- Uriel N'Gbatango
Le stade, nouvelle arène géopolitique

« Malraux avait tort. Le XXIe ne sera pas religieux avant tout : il sera sportif ». Tel est le constat établi par Pascal Boniface dans son livre Géopolitique du Sport. Il est vrai que le XXIe siècle porte à son apogée la culture du sport. La médiatisation hors norme dont bénéficient les compétitions sportives internationales en est la preuve la plus frappante. Avec plus de 4 milliards de téléspectateurs à travers le globe et plus de 200 délégations nationales en son sein, les jeux olympiques font figure de mastodonte médiatique à l’échelle internationale. Avec une telle ampleur qui ne fait que croitre au fil des années, et des sommes toujours plus astronomiques investies par les pays hôtes, il semble plus que crédible de se demander si l’intérêt sportif demeure la seule source de motivation des pays participants.
Le sport, un domaine apolitique ?
Des jeux panhelléniques antiques entre cités grecques à la coupe du Monde russe en 2018, en passant par les premiers jeux olympiques modernes de 1896 à Athènes, le sport a de tout temps été un haut lieu de confrontation entre les sociétés. Pendant longtemps, le mythe d’un sport apolitique et libre de toute ingérence extérieure fut défendu par les hautes autorités sportives. La règle n°2 (alinéa 10) de la charte olympique est même très explicite sur ce sujet : « Le rôle du CIO est [...] de s’opposer à toute utilisation abusive politique ou commerciale, du sport et des athlètes. ». Cependant, la réalité du terrain est tout autre, et ce mythe, porté corps et âmes par la charte olympique, ne s’apparente plus qu’à un simple vœu pieux. En effet, Carole Gomez, chercheuse à l’IRIS, affirme à juste titre qu’il « faut en finir avec le mythe de l’apolitisme des jeux olympiques » dans la mesure où, que ce soit pour les sportifs ou les chefs d’Etat, les compétitions internationales sont devenues un nouveau moyen de communication politique. Par exemple, la participation ou la non-participation aux JO ont par le passé contribué à cette politisation du sport. En 1980 les Etats-Unis de Jimmy Carter décidèrent de boycotter les jeux de Moscou afin de dénoncer l’invasion soviétique en Afghanistan. Plus récemment, l’appel géorgien à boycotter les jeux olympiques d’hiver de Sotchi en 2014 montre que cette pratique est toujours de mise. Le sport devient ici un instrument politique de protestation, un moyen de positionnement sur l’échiquier politique international.
Cependant, la politique ne se fait pas qu’en dehors des stades mais également sur le terrain. En effet, les sportifs eux-mêmes, par leurs prises de position, contribuent à faire du stade un lieu public de confrontations politiques. Conscients de la médiatisation dont ils bénéficient, les sportifs se muent parfois en ambassadeurs d’une cause politique, quitte à parfois créer la polémique (cf. photo ci-dessous).
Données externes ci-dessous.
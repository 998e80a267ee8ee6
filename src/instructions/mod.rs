//! # 65C02 Instruction Implementations
//!
//! This module contains the implementations of all 65C02 instructions, organized by category.
//! [`execute`] decodes one opcode through `OPCODE_TABLE`, resolves its operand and hands
//! a decoded [`Instruction`] to the family function, which charges its cycles and
//! returns the address of the next instruction.
//!
//! ## Categories
//!
//! - **alu**: Arithmetic and logic operations (ADC, SBC, AND, ORA, EOR, CMP, CPX, CPY, BIT, TRB, TSB)
//! - **bits**: Rockwell bit operations (RMBn, SMBn, BBRn, BBSn)
//! - **branches**: Conditional branches and BRA
//! - **shifts**: Shift and rotate operations (ASL, LSR, ROL, ROR)
//! - **load_store**: Load and store instructions (LDA, LDX, LDY, STA, STX, STY, STZ)
//! - **inc_dec**: Increment and decrement operations (INC, DEC, INX, INY, DEX, DEY)
//! - **control**: Control flow instructions (JMP, JSR, RTS, RTI, BRK, NOP, STP, WAI)
//! - **stack**: Stack operations (PHA, PHP, PHX, PHY, PLA, PLP, PLX, PLY)
//! - **flags**: Status flag manipulation (CLC, SEC, CLI, SEI, CLD, SED, CLV)
//! - **transfer**: Register transfer operations (TAX, TAY, TXA, TYA, TSX, TXS)

pub mod alu;
pub mod bits;
pub mod branches;
pub mod control;
pub mod flags;
pub mod inc_dec;
pub mod load_store;
pub mod shifts;
pub mod stack;
pub mod transfer;

use crate::addressing::{self, Operand};
use crate::{Cpu, ExecutionError, MemoryBus, OpcodeMetadata, Operation, StatusFlags, OPCODE_TABLE};

/// Opcode slots switched off by configuration cost one byte and one cycle.
const DISABLED_SIZE: u8 = 1;
const DISABLED_CYCLES: u8 = 1;

/// One decoded instruction.
#[derive(Debug, Clone, Copy)]
pub(crate) struct Instruction {
    /// Address of the opcode byte.
    pub address: u16,
    pub meta: OpcodeMetadata,
    pub operand: Operand,
    /// Address of the following instruction.
    pub next: u16,
}

impl Instruction {
    /// Base cycles plus the page-crossing penalty where the opcode pays one.
    pub fn cycles(&self) -> u64 {
        let penalty = self.meta.page_penalty && self.operand.page_crossed();
        self.meta.base_cycles as u64 + penalty as u64
    }
}

/// Executes the opcode fetched from `address` and returns the next PC.
pub(crate) fn execute<M: MemoryBus>(
    cpu: &mut Cpu<M>,
    opcode: u8,
    address: u16,
) -> Result<u16, ExecutionError> {
    let meta = OPCODE_TABLE[opcode as usize];
    let operation = meta.operation;

    if (operation.is_rockwell() && !cpu.signals.rockwell_extensions())
        || (operation.is_pausable() && !cpu.signals.pausable())
    {
        return control::execute_unimplemented(
            cpu,
            opcode,
            address,
            DISABLED_SIZE,
            DISABLED_CYCLES,
        );
    }
    if operation == Operation::Unimplemented {
        return control::execute_unimplemented(
            cpu,
            opcode,
            address,
            meta.size_bytes,
            meta.base_cycles,
        );
    }

    let cursor = address.wrapping_add(1);
    let operand = addressing::resolve(meta.addressing_mode, cursor, cpu.x, cpu.y, &cpu.memory);
    let inst = Instruction {
        address,
        meta,
        operand,
        next: address.wrapping_add(meta.size_bytes as u16),
    };

    let (a, x, y, p) = (cpu.a, cpu.x, cpu.y, cpu.p);
    match operation {
        // Arithmetic and logic
        Operation::Adc => alu::execute_adc(cpu, &inst),
        Operation::Sbc => alu::execute_sbc(cpu, &inst),
        Operation::And => alu::execute_and(cpu, &inst),
        Operation::Ora => alu::execute_ora(cpu, &inst),
        Operation::Eor => alu::execute_eor(cpu, &inst),
        Operation::Cmp => alu::execute_compare(cpu, &inst, a),
        Operation::Cpx => alu::execute_compare(cpu, &inst, x),
        Operation::Cpy => alu::execute_compare(cpu, &inst, y),
        Operation::Bit => alu::execute_bit(cpu, &inst),
        Operation::Trb => alu::execute_trb(cpu, &inst),
        Operation::Tsb => alu::execute_tsb(cpu, &inst),

        // Shifts
        Operation::Asl => shifts::execute_asl(cpu, &inst),
        Operation::Lsr => shifts::execute_lsr(cpu, &inst),
        Operation::Rol => shifts::execute_rol(cpu, &inst),
        Operation::Ror => shifts::execute_ror(cpu, &inst),

        // Increments
        Operation::Inc => inc_dec::execute_inc(cpu, &inst),
        Operation::Dec => inc_dec::execute_dec(cpu, &inst),
        Operation::Inx => inc_dec::execute_inx(cpu, &inst),
        Operation::Iny => inc_dec::execute_iny(cpu, &inst),
        Operation::Dex => inc_dec::execute_dex(cpu, &inst),
        Operation::Dey => inc_dec::execute_dey(cpu, &inst),

        // Loads and stores
        Operation::Lda => load_store::execute_lda(cpu, &inst),
        Operation::Ldx => load_store::execute_ldx(cpu, &inst),
        Operation::Ldy => load_store::execute_ldy(cpu, &inst),
        Operation::Sta => load_store::execute_store(cpu, &inst, a),
        Operation::Stx => load_store::execute_store(cpu, &inst, x),
        Operation::Sty => load_store::execute_store(cpu, &inst, y),
        Operation::Stz => load_store::execute_store(cpu, &inst, 0),

        // Branches
        Operation::Bcc => branches::execute_branch(cpu, &inst, !p.contains(StatusFlags::CARRY)),
        Operation::Bcs => branches::execute_branch(cpu, &inst, p.contains(StatusFlags::CARRY)),
        Operation::Bne => branches::execute_branch(cpu, &inst, !p.contains(StatusFlags::ZERO)),
        Operation::Beq => branches::execute_branch(cpu, &inst, p.contains(StatusFlags::ZERO)),
        Operation::Bpl => branches::execute_branch(cpu, &inst, !p.contains(StatusFlags::NEGATIVE)),
        Operation::Bmi => branches::execute_branch(cpu, &inst, p.contains(StatusFlags::NEGATIVE)),
        Operation::Bvc => branches::execute_branch(cpu, &inst, !p.contains(StatusFlags::OVERFLOW)),
        Operation::Bvs => branches::execute_branch(cpu, &inst, p.contains(StatusFlags::OVERFLOW)),
        Operation::Bra => branches::execute_bra(cpu, &inst),

        // Rockwell bit instructions
        Operation::Rmb(bit) => bits::execute_rmb(cpu, &inst, bit),
        Operation::Smb(bit) => bits::execute_smb(cpu, &inst, bit),
        Operation::Bbr(bit) => bits::execute_bbr(cpu, &inst, bit),
        Operation::Bbs(bit) => bits::execute_bbs(cpu, &inst, bit),

        // Control flow
        Operation::Jmp => control::execute_jmp(cpu, &inst),
        Operation::Jsr => control::execute_jsr(cpu, &inst),
        Operation::Rts => control::execute_rts(cpu, &inst),
        Operation::Rti => control::execute_rti(cpu, &inst),
        Operation::Brk => control::execute_brk(cpu, &inst),
        Operation::Nop => control::execute_nop(cpu, &inst),
        Operation::Stp => control::execute_stp(cpu, &inst),
        Operation::Wai => control::execute_wai(cpu, &inst),

        // Stack
        Operation::Pha => stack::execute_push(cpu, &inst, a),
        Operation::Phx => stack::execute_push(cpu, &inst, x),
        Operation::Phy => stack::execute_push(cpu, &inst, y),
        Operation::Php => stack::execute_push(cpu, &inst, p.pushed_by_software()),
        Operation::Pla => stack::execute_pla(cpu, &inst),
        Operation::Plx => stack::execute_plx(cpu, &inst),
        Operation::Ply => stack::execute_ply(cpu, &inst),
        Operation::Plp => stack::execute_plp(cpu, &inst),

        // Flags
        Operation::Clc => flags::execute_flag(cpu, &inst, StatusFlags::CARRY, false),
        Operation::Sec => flags::execute_flag(cpu, &inst, StatusFlags::CARRY, true),
        Operation::Cli => flags::execute_flag(cpu, &inst, StatusFlags::IRQ_DISABLE, false),
        Operation::Sei => flags::execute_flag(cpu, &inst, StatusFlags::IRQ_DISABLE, true),
        Operation::Cld => flags::execute_flag(cpu, &inst, StatusFlags::DECIMAL, false),
        Operation::Sed => flags::execute_flag(cpu, &inst, StatusFlags::DECIMAL, true),
        Operation::Clv => flags::execute_flag(cpu, &inst, StatusFlags::OVERFLOW, false),

        // Transfers
        Operation::Tax => transfer::execute_tax(cpu, &inst),
        Operation::Tay => transfer::execute_tay(cpu, &inst),
        Operation::Txa => transfer::execute_txa(cpu, &inst),
        Operation::Tya => transfer::execute_tya(cpu, &inst),
        Operation::Tsx => transfer::execute_tsx(cpu, &inst),
        Operation::Txs => transfer::execute_txs(cpu, &inst),

        Operation::Unimplemented => control::execute_unimplemented(
            cpu,
            opcode,
            address,
            meta.size_bytes,
            meta.base_cycles,
        ),
    }
}

/// Reads the data operand: memory, an immediate constant or the accumulator.
pub(crate) fn read_operand<M: MemoryBus>(cpu: &Cpu<M>, operand: Operand) -> u8 {
    match operand {
        Operand::Memory { address, .. } | Operand::BitBranch { address, .. } => {
            cpu.memory.read(address)
        }
        Operand::Immediate(value) => value,
        Operand::Accumulator => cpu.a,
        // No data operand
        Operand::Implied | Operand::Branch { .. } => 0,
    }
}

/// Writes back a read-modify-write result to memory or the accumulator.
pub(crate) fn write_operand<M: MemoryBus>(cpu: &mut Cpu<M>, operand: Operand, value: u8) {
    match operand {
        Operand::Memory { address, .. } | Operand::BitBranch { address, .. } => {
            cpu.memory.write(address, value)
        }
        Operand::Accumulator => cpu.a = value,
        Operand::Immediate(_) | Operand::Implied | Operand::Branch { .. } => {}
    }
}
A gauche, Tommie Smith et John Carlos aux JO de Mexico (1968) rendant hommage aux Black Panthers, alors en plein combat pour la reconnaissance des droits des Afro- américains. Au centre, Cathy Freeman, en 1997, brandissant le drapeau des Aborigènes australiens en plus du drapeau officiel australien hérité du Commonwealth. A droite, le footballeur malien Frederic Canoté manifestant son soutien aux Palestiniens de la bande de Gaza lors d’un match en 2009.
D’un événement sportif à un événement diplomatique
Bien que la dimension compétitive demeure au cœur des événements sportifs, à bien des reprises, les diplomates prouvèrent une chose : la compétition peut rassembler plus que diviser. En effet, l’histoire nous a enseigné que bien souvent la participation à une compétition sportive n’est qu’un prétexte à des relations diplomatiques.
A ce titre, la diplomatie américaine dite du « ping-pong » est un cas d’école afin de comprendre comment le sport peut être un outil de relations internationales. Alors que jusqu'en 1971 les relations diplomatiques entre les Etats-Unis de Reagan et la Chine communiste étaient inexistantes, sous couvert d’une invitation chinoise à une compétition de ping-pong, les diplomates américains et chinois ont pu ouvrir le dialogue entre les deux pays. Les échanges de balles ont fait place aux échanges verbaux, ouvrant ainsi la possibilité d’un rapprochement entre deux nations que tout oppose. Bien loin d’être un épisode anecdotique, l’actualité d’aujourd’hui montre que cette diplomatie du sport est toujours en œuvre. En effet, alors que tout espoir d’union semblait vain depuis 1945, l’annonce en septembre 2018 d’une candidature commune entre les deux Corées aux JO de 2032 représente une formidable avancée dans les relations de ces deux nations.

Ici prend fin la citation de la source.